Features and Updates
--------------------

* In case a PG header line has multiple ID tags supplied by other applications,
the header API now selects the first one encountered as the identifying tag
and issues a warning when detecting subsequent ID tags.
(#1256; fixed samtools/samtools#1393)

* VCF header reading function (vcf_hdr_read) no longer tries to download a
remote index file by default.
(#1266; fixes #380)

* Support reading and writing FASTQ format in the same way as SAM, BAM or CRAM.
Records read from a FASTQ file will be treated as unmapped data.
(#1156)

* Added GCP requester pays bucket access. Thanks to @indraniel.
(#1255)

* Made mpileup's overlap removal choose which copy to remove at random instead
of always removing the second one. This avoids strand bias in experiments
where the +ve and -ve strand reads always appear in the same order.
(#1273; fixes samtools/bcftools#1459)

* It is now possible to use platform specific BAQ parameters. This also
selects long-read parameters for read lengths bigger than 1kb, which helps
bcftools mpileup call SNPs on PacBio CCS reads.
(#1275)

* Improved bcf_remove_allele_set. This fixes a bug that stopped iteration over
alleles prematurely, marks removed alleles as 'missing' and does automatic
lazy unpacking.
(#1288; fixes #1259)

* Improved compression metrics for unsorted CRAM files. This improves the
choice of codecs when handling unsorted data.
(#1291)

* Linear index entries for empty intervals are now initialised with the file
offset in the next non-empty interval instead of the previous one. This
may reduce the amount of data iterators have to discard before reaching
the desired region, when the starting location is in a sequence gap.
Thanks to @carsonh for reporting the issue.
(#1286; fixes #486)

* A new hts_bin_level API function has been added, to compute the level of a
given bin in the binning index.
(#1286)

* Related to the above, a new API method, hts_idx_nseq, now returns the total
number of contigs from an index.
(#1295 and #1299)

* Added bracket handling to bcf_hdr_parse_line, for use with ##META lines.
Thanks to Alberto Casas Ortiz.
(#1240)

Build changes
-------------

These are compiler, configuration and makefile based changes.

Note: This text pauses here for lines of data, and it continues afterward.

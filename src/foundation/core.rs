use std::str::FromStr;

use crate::foundation::error::{GifkeyError, GifkeyResult};

/// Pixel written in place of every keyed background pixel.
///
/// Colour channels are reset to white regardless of the original colour.
pub const TRANSPARENT_RGBA: [u8; 4] = [255, 255, 255, 0];

/// Display duration used when the decoder reports no (or a zero) delay for a frame.
pub const DEFAULT_FRAME_DURATION_MS: u32 = 100;

/// Background colour to key out, plus a per-channel tolerance.
///
/// Channels are plain integers and are not range checked: values outside `0..=255` are compared
/// with exact integer arithmetic against the 8-bit pixel channels.
#[derive(Clone, Copy, Debug, PartialEq, Eq, Hash)]
pub struct ColorKey {
    /// Red component of the background colour.
    pub r: i32,
    /// Green component of the background colour.
    pub g: i32,
    /// Blue component of the background colour.
    pub b: i32,
    /// Maximum absolute difference allowed on each channel. Negative values never match.
    pub tolerance: i32,
}

impl ColorKey {
    /// Create a key for `rgb` with the given per-channel tolerance.
    pub fn new(rgb: [i32; 3], tolerance: i32) -> Self {
        Self {
            r: rgb[0],
            g: rgb[1],
            b: rgb[2],
            tolerance,
        }
    }

    /// Exact-match white key, the command-line default.
    pub fn white() -> Self {
        Self::new([255, 255, 255], 0)
    }

    /// Return a copy of this key with a different tolerance.
    pub fn with_tolerance(self, tolerance: i32) -> Self {
        Self { tolerance, ..self }
    }

    /// Key colour as an `[r, g, b]` triple.
    pub fn rgb(&self) -> [i32; 3] {
        [self.r, self.g, self.b]
    }

    /// Return `true` when `px` lies inside the tolerance cube around the key colour.
    ///
    /// Each channel is tested independently (`|c - k| <= tolerance`); alpha is ignored.
    pub fn matches(&self, px: [u8; 4]) -> bool {
        channel_within(px[0], self.r, self.tolerance)
            && channel_within(px[1], self.g, self.tolerance)
            && channel_within(px[2], self.b, self.tolerance)
    }
}

impl Default for ColorKey {
    fn default() -> Self {
        Self::white()
    }
}

fn channel_within(c: u8, k: i32, tolerance: i32) -> bool {
    let Ok(tol) = u64::try_from(tolerance) else {
        return false;
    };
    (i64::from(c) - i64::from(k)).unsigned_abs() <= tol
}

/// Parse an `R,G,B` triple such as `"255,255,255"`.
///
/// Exactly three comma-separated integers are required; whitespace around each part is ignored.
pub fn parse_rgb(s: &str) -> GifkeyResult<[i32; 3]> {
    let parts: Vec<&str> = s.split(',').collect();
    if parts.len() != 3 {
        return Err(GifkeyError::validation("color must be R,G,B"));
    }

    let mut rgb = [0i32; 3];
    for (slot, part) in rgb.iter_mut().zip(&parts) {
        *slot = part.trim().parse().map_err(|_| {
            GifkeyError::validation(format!("color must be R,G,B (bad component '{part}')"))
        })?;
    }
    Ok(rgb)
}

impl FromStr for ColorKey {
    type Err = GifkeyError;

    /// Parse an `R,G,B` key with zero tolerance.
    fn from_str(s: &str) -> Result<Self, Self::Err> {
        Ok(Self::new(parse_rgb(s)?, 0))
    }
}

/// A decoded frame as straight-alpha RGBA8 pixels.
#[derive(Clone, Debug, PartialEq, Eq)]
pub struct FrameRGBA {
    /// Frame width in pixels.
    pub width: u32,
    /// Frame height in pixels.
    pub height: u32,
    /// RGBA8 bytes, tightly packed, row-major.
    pub data: Vec<u8>,
}

impl FrameRGBA {
    /// Wrap an RGBA8 buffer, checking that its length matches the dimensions.
    pub fn new(width: u32, height: u32, data: Vec<u8>) -> GifkeyResult<Self> {
        let expected = (width as usize)
            .checked_mul(height as usize)
            .and_then(|n| n.checked_mul(4))
            .ok_or_else(|| GifkeyError::validation("frame dimensions overflow"))?;
        if data.len() != expected {
            return Err(GifkeyError::validation(format!(
                "frame buffer is {} bytes, expected {expected} for {width}x{height} RGBA8",
                data.len()
            )));
        }
        Ok(Self {
            width,
            height,
            data,
        })
    }

    /// A frame filled with a single RGBA colour.
    pub fn filled(width: u32, height: u32, rgba: [u8; 4]) -> Self {
        let n = width as usize * height as usize;
        Self {
            width,
            height,
            data: rgba.repeat(n),
        }
    }

    /// Number of pixels in the frame.
    pub fn pixel_count(&self) -> usize {
        self.data.len() / 4
    }

    /// Read the pixel at `(x, y)`.
    pub fn pixel(&self, x: u32, y: u32) -> Option<[u8; 4]> {
        if x >= self.width || y >= self.height {
            return None;
        }
        let i = (y as usize * self.width as usize + x as usize) * 4;
        let px = self.data.get(i..i + 4)?;
        Some([px[0], px[1], px[2], px[3]])
    }
}

/// Frame disposal hint as reported by the decoder.
///
/// This is carried through the pipeline untouched; the encoder applies a fixed policy instead.
#[derive(Clone, Copy, Debug, PartialEq, Eq, Hash)]
pub enum Disposal {
    /// No disposal specified.
    Any,
    /// Leave the frame in place.
    Keep,
    /// Clear the frame area to the background.
    Background,
    /// Restore the area to what it was before the frame was drawn.
    Previous,
}

/// One frame of an animated sequence with its timing metadata.
#[derive(Clone, Debug, PartialEq, Eq)]
pub struct Frame {
    /// Pixels of the frame.
    pub image: FrameRGBA,
    /// Display duration in milliseconds.
    pub duration_ms: u32,
    /// Disposal hint from the source, if the decoder exposed one.
    pub disposal: Option<Disposal>,
}

impl Frame {
    /// Create a frame with no disposal hint.
    pub fn new(image: FrameRGBA, duration_ms: u32) -> Self {
        Self {
            image,
            duration_ms,
            disposal: None,
        }
    }
}

/// Ordered frames of one animation, all sharing the same dimensions.
#[derive(Clone, Debug, PartialEq, Eq)]
pub struct Sequence {
    width: u32,
    height: u32,
    frames: Vec<Frame>,
}

impl Sequence {
    /// Create an empty sequence with a fixed canvas size.
    pub fn new(width: u32, height: u32) -> Self {
        Self {
            width,
            height,
            frames: Vec::new(),
        }
    }

    /// Canvas width in pixels.
    pub fn width(&self) -> u32 {
        self.width
    }

    /// Canvas height in pixels.
    pub fn height(&self) -> u32 {
        self.height
    }

    /// Append a frame in presentation order.
    pub fn push(&mut self, frame: Frame) -> GifkeyResult<()> {
        if frame.image.width != self.width || frame.image.height != self.height {
            return Err(GifkeyError::validation(format!(
                "frame {} is {}x{}, sequence is {}x{}",
                self.frames.len(),
                frame.image.width,
                frame.image.height,
                self.width,
                self.height
            )));
        }
        self.frames.push(frame);
        Ok(())
    }

    /// Borrow the frames in presentation order.
    pub fn frames(&self) -> &[Frame] {
        &self.frames
    }

    pub(crate) fn frames_mut(&mut self) -> &mut [Frame] {
        &mut self.frames
    }

    /// Per-frame display durations in milliseconds.
    pub fn durations(&self) -> Vec<u32> {
        self.frames.iter().map(|f| f.duration_ms).collect()
    }

    /// Number of frames.
    pub fn len(&self) -> usize {
        self.frames.len()
    }

    /// Return `true` when the sequence has no frames.
    pub fn is_empty(&self) -> bool {
        self.frames.is_empty()
    }
}

#[cfg(test)]
#[path = "../../tests/unit/foundation/core.rs"]
mod tests;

* HTSlib now uses libhtscodecs release 1.1.1.

* Added a curl/curl.h check to configure and improved INSTALL documentation on
build options. Thanks to Melanie Kirsche and John Marshall.
(#1265; fixes #1261)

* Some fixes to address GCC 11.1 warnings.
(#1280, #1284, #1285; fixes #1283)

* Supports building HTSlib in a separate directory. Thanks to John Marshall.
(#1277; fixes #231)

* Supports building HTSlib on MinGW 32-bit environments. Thanks to
John Marshall.
(#1301)

Bug fixes
---------

* Fixed hts_itr_query() et al region queries: fixed bug introduced in
HTSlib 1.12, which led to iterators producing very few reads for some
queries (especially for larger target regions) when unmapped reads were
present. HTSlib 1.11 had a related problem in which iterators would omit
a few unmapped reads that should have been produced; cf #1142.
Thanks to Daniel Cooke for reporting the issue.
(#1281; fixes #1279)

* Removed compressBound assertions on opening bgzf files. Thanks to
Gurt Hulselmans for reporting the issue.
(#1258; fixed #1257)

* Duplicate sample name error message for a VCF file now only displays the
duplicated name rather the entire same name list.
(#1262; fixes samtools/bcftools#1451)

* Fix to make samtools cat work on CRAMs again.
(#1276; fixes samtools/samtools#1420)

* Fix for a double memory free in SAM header creation. Thanks to @ihsineme.
(#1274)

* Prevent assert in bcf_sr_set_regions. Thanks to Dr K D Murray.
(#1270)

* Fixed crash in knet_open() etc stubs. Thanks to John Marshall.
(#1289)

* Fixed filter expression "cigar" on unmapped reads. Stop treating an empty
CIGAR string as an error. Thanks to Chang Y for reporting the issue.
(#1298, fixes samtools/samtools#1445)

* Bug fixes in the bundled copy of htscodecs:

- Fixed an uninitialized access in the name tokeniser decoder.
(samtools/htscodecs#23)

- Fixed a bug with name tokeniser and variable number of names per slice,
causing it to incorrectly report an error on certain valid inputs.
(samtools/htscodecs#24)


Noteworthy changes in release 1.12 (17th March 2021)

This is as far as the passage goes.